Do politics and caricature make for the perfect union? To mark 200 years since the death of master caricaturist James Gillray, the Ashmolean presents Love Bites, a new exhibition of his work. SOPHIE COULOMBEAU examines Gillray's influence and the modern age of political coalition.

The Gout, 1799

What place is there in politics - and in political satire - for love? It feels like an apt moment to ask the question.

The touchy-feely press conference with David Cameron and Nick Clegg in the Downing Street rose garden in 2010 provided the iconic image of the ConDem alliance – and was ruthlessly pilloried by some sections of the press.

The Trident is Confirmed, or Design for a Naval Pillar 1800

As polls predict another coalition Government after the election on 7 May, caricaturists continue to busy their pencils with portrayals of expedient love-ins.
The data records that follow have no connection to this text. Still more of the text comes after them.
use anyhow::Result;
use uuid::Uuid;

use murmur_db::Database;
use murmur_types::models::DeliveryStatus;

/// Store lookups the relay needs. Calls are blocking; sessions run them on
/// the blocking pool.
pub trait RoomDirectory: Send + Sync + 'static {
    /// Current username for an identified user, `None` if the account is gone.
    fn username(&self, user_id: Uuid) -> Result<Option<String>>;

    /// Whether the user may join the conversation's room.
    fn is_participant(&self, chat_id: Uuid, user_id: Uuid) -> Result<bool>;

    /// Record a recipient's delivery acknowledgement.
    ///
    /// Returns the conversation and new status only when the stored status
    /// actually moved forward. Acks from the sender, from non-participants
    /// and for unknown messages are ignored.
    fn acknowledge(&self, message_id: Uuid, user_id: Uuid, status: DeliveryStatus)
    -> Result<Option<(Uuid, DeliveryStatus)>>;

    fn touch_last_active(&self, user_id: Uuid) -> Result<()>;
}

impl RoomDirectory for Database {
    fn username(&self, user_id: Uuid) -> Result<Option<String>> {
        Ok(self.get_user_by_id(&user_id.to_string())?.map(|u| u.username))
    }

    fn is_participant(&self, chat_id: Uuid, user_id: Uuid) -> Result<bool> {
        Database::is_participant(self, &chat_id.to_string(), &user_id.to_string())
    }

    fn acknowledge(
        &self,
        message_id: Uuid,
        user_id: Uuid,
        status: DeliveryStatus,
    ) -> Result<Option<(Uuid, DeliveryStatus)>> {
        let user = user_id.to_string();
        let Some(message) = self.get_message(&message_id.to_string())? else {
            return Ok(None);
        };
        if message.sender_id == user || !Database::is_participant(self, &message.conversation_id, &user)? {
            return Ok(None);
        }

        let Some(advanced) = self.advance_status(&message.id, status)? else {
            return Ok(None);
        };
        Ok(Some((message.conversation_id.parse()?, advanced)))
    }

    fn touch_last_active(&self, user_id: Uuid) -> Result<()> {
        Database::touch_last_active(self, &user_id.to_string())
    }
}
use axum::{
    Json,
    extract::rejection::{JsonRejection, PathRejection, QueryRejection},
    http::StatusCode,
    response::{IntoResponse, Response},
};
use thiserror::Error;
use tracing::{debug, error};

use murmur_types::api::ErrorBody;

/// Every handler failure funnels through this type. Store and library
/// errors are translated at the handler boundary; nothing is retried.
#[derive(Debug, Error)]
pub enum ApiError {
    /// Missing or malformed request fields (400)
    #[error("{0}")]
    Validation(String),

    /// Duplicate unique value, e.g. a taken username (400)
    #[error("{0}")]
    Conflict(String),

    /// Bad credentials, missing or expired token (401)
    #[error("{0}")]
    Unauthorized(String),

    /// Authenticated, but not allowed to touch this resource (403)
    #[error("{0}")]
    Forbidden(String),

    /// Missing user / conversation / message / post (404)
    #[error("{0} not found")]
    NotFound(&'static str),

    /// Underlying persistence failure (500). Detail stays in the log.
    #[error("Store error: {0}")]
    Store(#[from] anyhow::Error),
}

impl ApiError {
    pub fn status(&self) -> StatusCode {
        match self {
            Self::Validation(_) | Self::Conflict(_) => StatusCode::BAD_REQUEST,
            Self::Unauthorized(_) => StatusCode::UNAUTHORIZED,
            Self::Forbidden(_) => StatusCode::FORBIDDEN,
            Self::NotFound(_) => StatusCode::NOT_FOUND,
            Self::Store(_) => StatusCode::INTERNAL_SERVER_ERROR,
        }
    }
}

impl From<tokio::task::JoinError> for ApiError {
    fn from(err: tokio::task::JoinError) -> Self {
        Self::Store(anyhow::anyhow!("spawn_blocking join error: {}", err))
    }
}

impl From<JsonRejection> for ApiError {
    fn from(rejection: JsonRejection) -> Self {
        debug!("Rejected request body: {}", rejection.body_text());
        Self::Validation(rejection.body_text())
    }
}

impl From<PathRejection> for ApiError {
    fn from(rejection: PathRejection) -> Self {
        debug!("Rejected path: {}", rejection.body_text());
        Self::Validation(rejection.body_text())
    }
}

impl From<QueryRejection> for ApiError {
    fn from(rejection: QueryRejection) -> Self {
        Self::Validation(rejection.body_text())
    }
}

impl IntoResponse for ApiError {
    fn into_response(self) -> Response {
        let message = match &self {
            Self::Store(e) => {
                error!("Store error: {:#}", e);
                "Internal server error".to_string()
            }
            other => other.to_string(),
        };

        (self.status(), Json(ErrorBody { message })).into_response()
    }
}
From Cameron kissing a frog-like Nigel Farage to Ed Miliband nestling in Nicola Sturgeon’s cleavage, voters are already being inundated with images of future pragmatic partnerships.
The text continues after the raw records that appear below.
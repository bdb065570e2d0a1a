use crate::models::{NewUser, ProfileUpdate, UserRow};
use crate::{Database, timestamp};
use anyhow::Result;
use rusqlite::{Connection, OptionalExtension, Row};

pub(crate) const USER_COLUMNS: &str = "u.id, u.username, u.password, u.gender, u.vibe, u.accent_color, \
     u.chat_wallpaper, u.sounds_enabled, u.profile_pic, u.bio, u.last_active, u.created_at";

impl Database {
    // -- Users --

    /// Insert a user. Returns `false` if the username is already taken;
    /// the UNIQUE constraint decides, so concurrent signups cannot both win.
    pub fn create_user(&self, user: &NewUser<'_>) -> Result<bool> {
        self.with_conn(|conn| {
            let now = timestamp();
            let inserted = conn.execute(
                "INSERT INTO users (id, username, password, gender, last_active, created_at)
                 VALUES (?1, ?2, ?3, ?4, ?5, ?5)
                 ON CONFLICT(username) DO NOTHING",
                rusqlite::params![user.id, user.username, user.password_hash, user.gender, now],
            )?;
            Ok(inserted == 1)
        })
    }

    pub fn get_user_by_username(&self, username: &str) -> Result<Option<UserRow>> {
        self.with_conn(|conn| query_user(conn, "u.username = ?1", username))
    }

    pub fn get_user_by_id(&self, id: &str) -> Result<Option<UserRow>> {
        self.with_conn(|conn| query_user(conn, "u.id = ?1", id))
    }

    /// Batch-fetch users. Missing ids are silently skipped.
    pub fn get_users_by_ids(&self, ids: &[String]) -> Result<Vec<UserRow>> {
        if ids.is_empty() {
            return Ok(vec![]);
        }

        self.with_conn(|conn| {
            let sql = format!(
                "SELECT {} FROM users u WHERE u.id IN ({})",
                USER_COLUMNS,
                placeholders(ids.len(), 1)
            );
            let mut stmt = conn.prepare(&sql)?;
            let rows = stmt
                .query_map(rusqlite::params_from_iter(ids.iter()), map_user)?
                .collect::<std::result::Result<Vec<_>, _>>()?;
            Ok(rows)
        })
    }

    /// Apply a partial profile update. Returns the updated row, or `None` if
    /// the user does not exist.
    pub fn update_profile(&self, id: &str, update: &ProfileUpdate) -> Result<Option<UserRow>> {
        self.with_conn(|conn| {
            let changed = conn.execute(
                "UPDATE users SET
                    gender         = COALESCE(?2, gender),
                    vibe           = COALESCE(?3, vibe),
                    accent_color   = COALESCE(?4, accent_color),
                    chat_wallpaper = COALESCE(?5, chat_wallpaper),
                    sounds_enabled = COALESCE(?6, sounds_enabled),
                    profile_pic    = COALESCE(?7, profile_pic),
                    bio            = COALESCE(?8, bio)
                 WHERE id = ?1",
                rusqlite::params![
                    id,
                    update.gender,
                    update.vibe,
                    update.accent_color,
                    update.chat_wallpaper,
                    update.sounds_enabled,
                    update.profile_pic,
                    update.bio,
                ],
            )?;
            if changed == 0 {
                return Ok(None);
            }
            query_user(conn, "u.id = ?1", id)
        })
    }

    /// Case-insensitive substring match on username, excluding `exclude_id`.
    pub fn search_users(&self, term: &str, exclude_id: &str, limit: u32) -> Result<Vec<UserRow>> {
        self.with_conn(|conn| {
            let pattern = format!("%{}%", escape_like(term));
            let sql = format!(
                "SELECT {} FROM users u
                 WHERE u.username LIKE ?1 ESCAPE '\\' AND u.id != ?2
                 ORDER BY u.username
                 LIMIT ?3",
                USER_COLUMNS
            );
            let mut stmt = conn.prepare(&sql)?;
            let rows = stmt
                .query_map(rusqlite::params![pattern, exclude_id, limit], map_user)?
                .collect::<std::result::Result<Vec<_>, _>>()?;
            Ok(rows)
        })
    }

    pub fn touch_last_active(&self, id: &str) -> Result<()> {
        self.with_conn(|conn| {
            conn.execute(
                "UPDATE users SET last_active = ?2 WHERE id = ?1",
                rusqlite::params![id, timestamp()],
            )?;
            Ok(())
        })
    }

    // -- Follows --

    /// Toggle a follow edge: removes if it exists, inserts if not.
    /// Returns whether `follower_id` follows `followee_id` afterwards.
    pub fn toggle_follow(&self, follower_id: &str, followee_id: &str) -> Result<bool> {
        self.with_conn_mut(|conn| {
            let tx = conn.transaction()?;
            let removed = tx.execute(
                "DELETE FROM follows WHERE follower_id = ?1 AND followee_id = ?2",
                rusqlite::params![follower_id, followee_id],
            )?;
            if removed == 0 {
                tx.execute(
                    "INSERT INTO follows (follower_id, followee_id, created_at) VALUES (?1, ?2, ?3)",
                    rusqlite::params![follower_id, followee_id, timestamp()],
                )?;
            }
            tx.commit()?;
            Ok(removed == 0)
        })
    }

    /// Ids the user follows, oldest follow first.
    pub fn following_ids(&self, user_id: &str) -> Result<Vec<String>> {
        self.with_conn(|conn| {
            let mut stmt = conn.prepare(
                "SELECT followee_id FROM follows WHERE follower_id = ?1 ORDER BY created_at, rowid",
            )?;
            let ids = stmt
                .query_map([user_id], |row| row.get(0))?
                .collect::<std::result::Result<Vec<String>, _>>()?;
            Ok(ids)
        })
    }

    pub fn get_followers(&self, user_id: &str) -> Result<Vec<UserRow>> {
        self.with_conn(|conn| {
            let sql = format!(
                "SELECT {} FROM follows f JOIN users u ON u.id = f.follower_id
                 WHERE f.followee_id = ?1 ORDER BY f.created_at, f.rowid",
                USER_COLUMNS
            );
            let mut stmt = conn.prepare(&sql)?;
            let rows = stmt
                .query_map([user_id], map_user)?
                .collect::<std::result::Result<Vec<_>, _>>()?;
            Ok(rows)
        })
    }

    pub fn get_following(&self, user_id: &str) -> Result<Vec<UserRow>> {
        self.with_conn(|conn| {
            let sql = format!(
                "SELECT {} FROM follows f JOIN users u ON u.id = f.followee_id
                 WHERE f.follower_id = ?1 ORDER BY f.created_at, f.rowid",
                USER_COLUMNS
            );
            let mut stmt = conn.prepare(&sql)?;
            let rows = stmt
                .query_map([user_id], map_user)?
                .collect::<std::result::Result<Vec<_>, _>>()?;
            Ok(rows)
        })
    }
}

fn query_user(conn: &Connection, filter: &str, value: &str) -> Result<Option<UserRow>> {
    let sql = format!("SELECT {} FROM users u WHERE {}", USER_COLUMNS, filter);
    let row = conn.query_row(&sql, [value], map_user).optional()?;
    Ok(row)
}

/// Maps a row selected with `USER_COLUMNS`, starting at column 0.
pub(crate) fn map_user(row: &Row<'_>) -> rusqlite::Result<UserRow> {
    map_user_at(row, 0)
}

pub(crate) fn map_user_at(row: &Row<'_>, offset: usize) -> rusqlite::Result<UserRow> {
    Ok(UserRow {
        id: row.get(offset)?,
        username: row.get(offset + 1)?,
        password: row.get(offset + 2)?,
        gender: row.get(offset + 3)?,
        vibe: row.get(offset + 4)?,
        accent_color: row.get(offset + 5)?,
        chat_wallpaper: row.get(offset + 6)?,
        sounds_enabled: row.get(offset + 7)?,
        profile_pic: row.get(offset + 8)?,
        bio: row.get(offset + 9)?,
        last_active: row.get(offset + 10)?,
        created_at: row.get(offset + 11)?,
    })
}

/// `?start, ?start+1, ...` for `count` positional parameters.
pub(crate) fn placeholders(count: usize, start: usize) -> String {
    (start..start + count)
        .map(|i| format!("?{}", i))
        .collect::<Vec<_>>()
        .join(", ")
}

fn escape_like(term: &str) -> String {
    let mut out = String::with_capacity(term.len());
    for c in term.chars() {
        if matches!(c, '\\' | '%' | '_') {
            out.push('\\');
        }
        out.push(c);
    }
    out
}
Of course, our 21st century age of coalition should be seen less as a new phenomenon than as a return to form. Despite the popular fallacy that there’s something very British about strong governments and absolute majorities, our history is littered with coalitions.

Political satire of the past is peppered with texts and images that feed on the comic potential of unlikely alliances - not least from the needle of the kingpin of 18th century caricature, James Gillray.

Sleeping with the enemy is the theme of the rich and stimulating new exhibition ‘Love Bites: Caricatures by James Gillray’ at Oxford’s Ashmolean Museum; the first major showcase of a magnificent collection of his caricatures held by New College, Oxford.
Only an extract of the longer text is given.